Enhanced lung delivery of an immunostimulatory duplex RNA augments the antitumor activity by reshaping systemic cytokine pharmacodynamics

The organ-specific enrichment of drug delivery vehicles, such as lipid nanoparticles (LNPs), can be leveraged to concentrate drugs at disease sites to increase efficacy and limit toxicity. For immunostimulatory therapeutics, however, tissue accumulation beyond diseased sites may also shape drug activity by determining which organs and cell populations first sense the agonist and initiate downstream immune responses. Here, we show that the anticancer efficacy of an immunostimulatory duplex RNA (dsRNA) can be augmented using LNPs that are formulated to preferentially target the lung, which dictates the systemic pharmacodynamics of the cytokines it elicits.
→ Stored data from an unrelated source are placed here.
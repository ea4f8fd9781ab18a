//! Error types raised by engine construction and by [`Engine::run`](crate::Engine::run)

use thiserror::Error;

/// Raised when an engine variant is constructed with parameters that violate
/// an invariant.
///
/// These are configuration errors: they are detected before any adapter call
/// is made and never occur mid-run.
#[derive(Debug, Error)]
pub enum ConstructionError {
    /// The quorum `threshold` was outside `1..=N` for `N` responders.
    #[error("threshold {threshold} is invalid for {responder_count} responder(s); must be in 1..={responder_count}")]
    InvalidThreshold {
        /// The threshold that was supplied.
        threshold: usize,
        /// The number of responders the engine was constructed with.
        responder_count: usize,
    },

    /// Multi-responder mode was constructed with zero responders.
    #[error("multi-responder engine requires at least one responder")]
    NoResponders,

    /// A [`Builder`](crate::engine::Builder)'s control-channel buffer size was zero.
    #[error("control channel buffer size must be non-zero")]
    InvalidBufferSize,
}

/// Raised from the engine's `run` loop when the engine itself detects a
/// contract violation, as opposed to a normal `status: false` outcome
/// reported by an adapter.
///
/// A `status: false` reply is never an [`EngineError`]. It is the
/// sanctioned channel for "destination rejected" and is handled entirely
/// within the state machine. This variant is reserved for adapters that
/// break their contract by returning `Err` from a trait method.
#[derive(Debug, Error)]
pub enum EngineError {
    /// An adapter call returned `Err` instead of translating the failure
    /// into a result record with `status: false`.
    #[error("adapter for transfer {nonce} violated its contract: {source}")]
    Adapter {
        /// The nonce of the transfer whose adapter call failed.
        nonce: String,
        /// The underlying adapter error.
        #[source]
        source: Box<dyn std::error::Error + Send + Sync>,
    },
}
//! Out-of-band control of a running engine: [`EngineHandle::stop`]

use tokio::sync::mpsc::Sender;

/// Control messages sent out-of-band to a running engine's event loop.
pub(crate) enum Control {
    /// Stop the loop at the next iteration boundary and reset its working set.
    Stop,
}

/// A handle to a spawned or running engine's event loop.
///
/// Dropping the handle also stops the loop: [`stop`](EngineHandle::stop) is
/// best-effort and non-blocking, so it is safe to call from any context,
/// including a signal handler or a `Drop` impl of your own.
pub struct EngineHandle {
    pub(crate) control: Sender<Control>,
}

impl std::fmt::Debug for EngineHandle {
    fn fmt(&self, f: &mut std::fmt::Formatter<'_>) -> std::fmt::Result {
        f.debug_struct("EngineHandle").finish()
    }
}

impl EngineHandle {
    /// Signal the engine to stop. Returns immediately; the loop exits at its
    /// next iteration boundary and abandons any outstanding send/confirm
    /// handles.
    pub fn stop(&self) {
        let _ = self.control.try_send(Control::Stop);
    }
}

impl Drop for EngineHandle {
    fn drop(&mut self) {
        let _ = self.control.try_send(Control::Stop);
    }
}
The immunostimulatory dsRNA was formulated into LNPs engineered for either enhanced liver-(LiverLNPs) or lung-(LungLNPs) based delivery, matched for size, encapsulation efficiency, and in vitro potency. In mice, delivery of dsRNA in LungLNPs enhanced uptake into endothelial, epithelial, and resident immune cells populations and induced substantially higher circulating levels of type I, type III interferons and proinflammatory cytokines than dsRNA formulated in LiverLNPs. This significant systemic response induced by lung-enhanced delivery required competent retinoic acid-inducible gene I and Toll-like receptor 7 signaling. Functionally, LNPs that preferentially targeted the lungs induced significantly greater suppression of tumor growth in both subcutaneous and metastatic models of melanoma. LungLNP/dsRNA also induced cytokine secretion and inhibited tumor cell proliferation in a human lung cancer-on-a-chip model. Together, these results establish that pulmonary exposure can alter systemic pharmacodynamics and therapeutic activity of immunostimulatory RNA.